Collected data:

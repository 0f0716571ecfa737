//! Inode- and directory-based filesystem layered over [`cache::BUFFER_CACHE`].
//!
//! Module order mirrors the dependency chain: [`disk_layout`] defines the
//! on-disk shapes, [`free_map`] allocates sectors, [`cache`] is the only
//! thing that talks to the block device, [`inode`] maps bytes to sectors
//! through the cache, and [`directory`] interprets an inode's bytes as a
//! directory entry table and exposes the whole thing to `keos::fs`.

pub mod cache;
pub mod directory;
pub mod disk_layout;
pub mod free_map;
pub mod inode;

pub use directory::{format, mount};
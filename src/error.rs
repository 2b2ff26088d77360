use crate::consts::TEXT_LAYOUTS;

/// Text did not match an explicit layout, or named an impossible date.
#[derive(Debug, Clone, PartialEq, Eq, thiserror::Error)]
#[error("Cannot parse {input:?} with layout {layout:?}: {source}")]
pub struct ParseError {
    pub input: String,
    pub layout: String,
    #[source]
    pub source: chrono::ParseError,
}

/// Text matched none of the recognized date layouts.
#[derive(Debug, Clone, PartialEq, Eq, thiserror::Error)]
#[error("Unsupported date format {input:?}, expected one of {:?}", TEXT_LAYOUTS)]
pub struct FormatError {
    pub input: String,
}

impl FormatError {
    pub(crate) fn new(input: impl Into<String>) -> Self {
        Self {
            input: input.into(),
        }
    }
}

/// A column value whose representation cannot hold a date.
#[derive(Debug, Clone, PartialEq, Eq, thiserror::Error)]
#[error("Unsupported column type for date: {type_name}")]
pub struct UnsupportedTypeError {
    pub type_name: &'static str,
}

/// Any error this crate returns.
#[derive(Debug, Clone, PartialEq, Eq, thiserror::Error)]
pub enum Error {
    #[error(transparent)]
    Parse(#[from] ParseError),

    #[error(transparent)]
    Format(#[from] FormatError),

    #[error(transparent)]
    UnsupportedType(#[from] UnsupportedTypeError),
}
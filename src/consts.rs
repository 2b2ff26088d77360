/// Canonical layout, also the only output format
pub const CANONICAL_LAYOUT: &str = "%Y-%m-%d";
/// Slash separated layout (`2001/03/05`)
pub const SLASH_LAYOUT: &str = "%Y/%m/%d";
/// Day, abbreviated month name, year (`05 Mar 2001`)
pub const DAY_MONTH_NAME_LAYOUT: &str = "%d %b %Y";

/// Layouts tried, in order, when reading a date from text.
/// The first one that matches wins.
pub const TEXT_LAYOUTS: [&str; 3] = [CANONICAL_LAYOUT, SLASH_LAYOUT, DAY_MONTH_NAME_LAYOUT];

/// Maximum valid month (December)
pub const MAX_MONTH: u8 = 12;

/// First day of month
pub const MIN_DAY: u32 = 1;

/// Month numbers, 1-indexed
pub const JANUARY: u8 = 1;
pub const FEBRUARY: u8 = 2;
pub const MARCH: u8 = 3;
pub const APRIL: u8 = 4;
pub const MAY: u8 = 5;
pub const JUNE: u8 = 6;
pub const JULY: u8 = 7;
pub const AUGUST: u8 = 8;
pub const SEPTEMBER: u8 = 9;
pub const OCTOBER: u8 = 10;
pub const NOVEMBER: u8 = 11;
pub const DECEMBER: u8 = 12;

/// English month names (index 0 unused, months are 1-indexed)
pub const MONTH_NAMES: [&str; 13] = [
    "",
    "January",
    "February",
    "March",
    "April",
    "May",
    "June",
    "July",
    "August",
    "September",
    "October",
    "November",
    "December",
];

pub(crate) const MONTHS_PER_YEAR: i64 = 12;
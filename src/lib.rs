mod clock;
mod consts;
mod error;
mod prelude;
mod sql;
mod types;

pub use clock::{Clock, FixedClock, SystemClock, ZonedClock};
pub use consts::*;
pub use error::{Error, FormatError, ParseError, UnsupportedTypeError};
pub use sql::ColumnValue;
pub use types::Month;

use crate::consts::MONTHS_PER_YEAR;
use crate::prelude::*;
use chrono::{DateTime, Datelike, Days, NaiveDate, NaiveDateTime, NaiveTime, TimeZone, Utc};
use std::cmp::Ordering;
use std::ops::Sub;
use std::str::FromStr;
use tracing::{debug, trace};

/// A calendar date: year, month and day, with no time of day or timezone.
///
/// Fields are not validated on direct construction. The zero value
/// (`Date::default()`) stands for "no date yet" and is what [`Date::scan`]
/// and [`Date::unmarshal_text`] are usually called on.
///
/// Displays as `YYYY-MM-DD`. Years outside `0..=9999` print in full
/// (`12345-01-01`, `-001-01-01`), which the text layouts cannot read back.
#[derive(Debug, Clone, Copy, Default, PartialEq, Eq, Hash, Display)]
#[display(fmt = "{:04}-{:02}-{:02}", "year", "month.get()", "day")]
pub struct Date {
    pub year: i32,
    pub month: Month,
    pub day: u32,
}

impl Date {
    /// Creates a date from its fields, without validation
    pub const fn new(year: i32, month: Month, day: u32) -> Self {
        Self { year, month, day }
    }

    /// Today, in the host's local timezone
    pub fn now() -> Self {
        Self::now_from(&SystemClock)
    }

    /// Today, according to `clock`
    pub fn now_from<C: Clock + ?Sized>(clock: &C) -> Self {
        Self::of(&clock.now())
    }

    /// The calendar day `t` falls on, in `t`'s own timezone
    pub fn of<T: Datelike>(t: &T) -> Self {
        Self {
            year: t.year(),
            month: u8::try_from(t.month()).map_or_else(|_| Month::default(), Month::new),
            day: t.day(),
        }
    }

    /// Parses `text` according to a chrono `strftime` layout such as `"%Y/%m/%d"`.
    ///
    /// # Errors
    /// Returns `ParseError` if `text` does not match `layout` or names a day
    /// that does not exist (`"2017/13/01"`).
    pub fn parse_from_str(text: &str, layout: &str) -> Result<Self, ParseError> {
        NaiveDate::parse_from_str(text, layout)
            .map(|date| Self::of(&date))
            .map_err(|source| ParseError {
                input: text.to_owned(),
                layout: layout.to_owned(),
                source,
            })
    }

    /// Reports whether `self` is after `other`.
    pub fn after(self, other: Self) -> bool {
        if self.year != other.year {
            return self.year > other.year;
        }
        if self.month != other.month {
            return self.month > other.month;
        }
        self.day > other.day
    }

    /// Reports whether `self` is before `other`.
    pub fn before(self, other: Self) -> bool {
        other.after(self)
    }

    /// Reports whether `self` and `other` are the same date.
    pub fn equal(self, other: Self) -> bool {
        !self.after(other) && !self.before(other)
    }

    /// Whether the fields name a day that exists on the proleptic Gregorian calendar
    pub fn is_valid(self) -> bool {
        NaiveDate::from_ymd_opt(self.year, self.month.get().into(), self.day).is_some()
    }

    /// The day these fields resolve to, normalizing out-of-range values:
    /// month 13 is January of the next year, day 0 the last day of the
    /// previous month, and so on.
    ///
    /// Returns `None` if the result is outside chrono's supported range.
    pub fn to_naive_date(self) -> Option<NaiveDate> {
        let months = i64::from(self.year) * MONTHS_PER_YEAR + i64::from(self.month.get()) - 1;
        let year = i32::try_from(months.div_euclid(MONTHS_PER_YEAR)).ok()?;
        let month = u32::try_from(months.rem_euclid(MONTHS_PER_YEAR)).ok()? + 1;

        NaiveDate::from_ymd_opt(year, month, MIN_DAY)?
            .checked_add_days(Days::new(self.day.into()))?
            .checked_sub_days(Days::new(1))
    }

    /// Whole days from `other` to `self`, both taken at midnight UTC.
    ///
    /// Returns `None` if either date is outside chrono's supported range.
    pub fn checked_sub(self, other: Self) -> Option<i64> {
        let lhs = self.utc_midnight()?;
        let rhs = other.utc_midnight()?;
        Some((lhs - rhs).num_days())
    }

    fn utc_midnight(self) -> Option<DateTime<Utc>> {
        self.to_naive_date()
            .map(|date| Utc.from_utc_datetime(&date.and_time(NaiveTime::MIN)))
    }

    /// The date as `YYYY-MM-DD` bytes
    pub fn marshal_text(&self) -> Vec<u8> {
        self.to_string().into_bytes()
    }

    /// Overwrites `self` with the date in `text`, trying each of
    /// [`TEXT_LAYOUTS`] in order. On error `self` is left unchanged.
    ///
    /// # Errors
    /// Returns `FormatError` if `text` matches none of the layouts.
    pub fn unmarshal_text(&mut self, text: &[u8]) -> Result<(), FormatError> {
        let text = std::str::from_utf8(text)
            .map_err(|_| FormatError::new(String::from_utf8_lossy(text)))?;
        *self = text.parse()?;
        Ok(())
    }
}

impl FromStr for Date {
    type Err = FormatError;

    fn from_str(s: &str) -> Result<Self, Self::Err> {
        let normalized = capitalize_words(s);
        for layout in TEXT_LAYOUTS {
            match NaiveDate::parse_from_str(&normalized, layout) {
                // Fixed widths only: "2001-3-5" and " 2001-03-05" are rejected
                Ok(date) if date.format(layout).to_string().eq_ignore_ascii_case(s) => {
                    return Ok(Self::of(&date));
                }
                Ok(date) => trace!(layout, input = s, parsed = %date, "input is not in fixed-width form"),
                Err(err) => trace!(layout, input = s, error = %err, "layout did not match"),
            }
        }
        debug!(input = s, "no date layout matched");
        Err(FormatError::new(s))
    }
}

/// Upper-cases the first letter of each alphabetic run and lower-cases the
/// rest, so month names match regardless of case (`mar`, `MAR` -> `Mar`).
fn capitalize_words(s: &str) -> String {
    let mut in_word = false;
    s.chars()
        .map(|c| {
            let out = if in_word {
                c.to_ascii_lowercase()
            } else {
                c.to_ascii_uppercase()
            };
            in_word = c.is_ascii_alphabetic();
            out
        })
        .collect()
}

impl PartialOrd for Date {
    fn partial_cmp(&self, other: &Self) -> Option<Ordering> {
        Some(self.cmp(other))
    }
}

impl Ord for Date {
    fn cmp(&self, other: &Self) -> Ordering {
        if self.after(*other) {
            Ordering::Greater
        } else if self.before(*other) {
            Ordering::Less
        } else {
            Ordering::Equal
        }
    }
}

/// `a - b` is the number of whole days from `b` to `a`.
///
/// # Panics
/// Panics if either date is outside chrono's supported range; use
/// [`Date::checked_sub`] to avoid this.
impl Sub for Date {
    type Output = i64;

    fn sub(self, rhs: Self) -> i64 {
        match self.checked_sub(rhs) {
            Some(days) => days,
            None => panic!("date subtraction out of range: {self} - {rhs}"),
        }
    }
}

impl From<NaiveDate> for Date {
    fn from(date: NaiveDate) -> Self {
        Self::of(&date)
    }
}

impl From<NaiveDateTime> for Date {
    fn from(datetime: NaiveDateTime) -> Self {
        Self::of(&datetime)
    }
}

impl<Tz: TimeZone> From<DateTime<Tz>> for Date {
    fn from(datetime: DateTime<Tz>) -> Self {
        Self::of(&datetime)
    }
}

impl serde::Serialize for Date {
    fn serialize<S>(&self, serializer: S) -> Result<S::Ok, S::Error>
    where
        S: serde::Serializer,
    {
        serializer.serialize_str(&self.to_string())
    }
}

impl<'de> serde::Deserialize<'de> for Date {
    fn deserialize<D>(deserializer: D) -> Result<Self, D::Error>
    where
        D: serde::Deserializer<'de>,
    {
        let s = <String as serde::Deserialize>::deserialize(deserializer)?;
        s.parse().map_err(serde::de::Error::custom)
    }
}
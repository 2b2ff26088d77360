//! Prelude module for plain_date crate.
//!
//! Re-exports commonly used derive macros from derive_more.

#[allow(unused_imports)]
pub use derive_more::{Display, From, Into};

■ TASK DESCRIPTION
Would you output, from the records above, exactly the run of lines that starts at the line containing "fields, without validation" and ends at the line containing "Self::now_from(&SystemClock)", and only that run?

■ RESPONSE BELOW
    /// Creates a date from its fields, without validation
    pub const fn new(year: i32, month: Month, day: u32) -> Self {
        Self { year, month, day }
    }

    /// Today, in the host's local timezone
    pub fn now() -> Self {
        Self::now_from(&SystemClock)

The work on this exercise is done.